【出版時評】書店の存在感と改革の必要性

2020年5月18日

 緊急事態宣言が多くの自治体で解除され始めたが、これに伴って地域によって大型商業施設なども再開が始まり、営業を再開する書店が増えている。

 

 大手取次2社の取引先書店休業状況は、緊急事態宣言が発令された時点で両社合わせて約800店舗だったが、宣言が全国に拡大したことで、トーハンは約700店舗、日販は約640店舗(5月6日時点)と、両社合わせると約1340店舗に拡大。

 

 その後、連休明けに再開する書店が増え、休業店のうちトーハンは約350店舗、日販は約190店舗(13日時点)が再開もしくは再開日を決定しているという。この時点で休業店舗は宣言が出た当初の約800店舗に戻ったことになる。

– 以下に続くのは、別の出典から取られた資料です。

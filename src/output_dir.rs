//! Output directory lifecycle.
//!
//! Every run starts from an empty output directory. Stale content is
//! removed deepest-first; entries that cannot be removed are reported and
//! left behind rather than aborting the run.

use crate::error::Result;
use camino::Utf8Path;
use log::warn;
use std::fs;
use walkdir::WalkDir;

/// Remove everything under `path` (including `path` itself) and recreate it
/// as an empty directory, creating missing parents.
///
/// # Errors
///
/// Returns an error only if the directory cannot be recreated. Failures to
/// delete individual entries are logged as warnings.
pub fn prepare_output_dir(path: &Utf8Path) -> Result<()> {
    if path.exists() {
        clean(path);
    }

    fs::create_dir_all(path)?;
    Ok(())
}

fn clean(path: &Utf8Path) {
    for entry in WalkDir::new(path).contents_first(true) {
        let entry = match entry {
            Ok(entry) => entry,
            Err(e) => {
                warn!("Failed to inspect {path} during cleanup: {e}");
                continue;
            }
        };

        let removal = if entry.file_type().is_dir() {
            fs::remove_dir(entry.path())
        } else {
            fs::remove_file(entry.path())
        };

        if let Err(e) = removal {
            warn!("Failed to delete: {} ({e})", entry.path().display());
        }
    }
}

宣言解除でさらに再開店舗は増えているだろう。

 

 こうした書店の休業は出版市場全体には大きなマイナスになっている。Amazonが生活必需品を優先するため出版物配送の優先順位を下げたこともあったが、休業店分の売り上げの多くがそのままオンラインに流れたわけでもないようだ。まだリアル書店の存在は大きい。

 

 しかし、もしコロナ禍が収束していくとしても、出版流通の課題はそれ以前と変わらず、むしろ緊急性を増している。今回の異常事態をバネに、改革を一気に進めてほしい。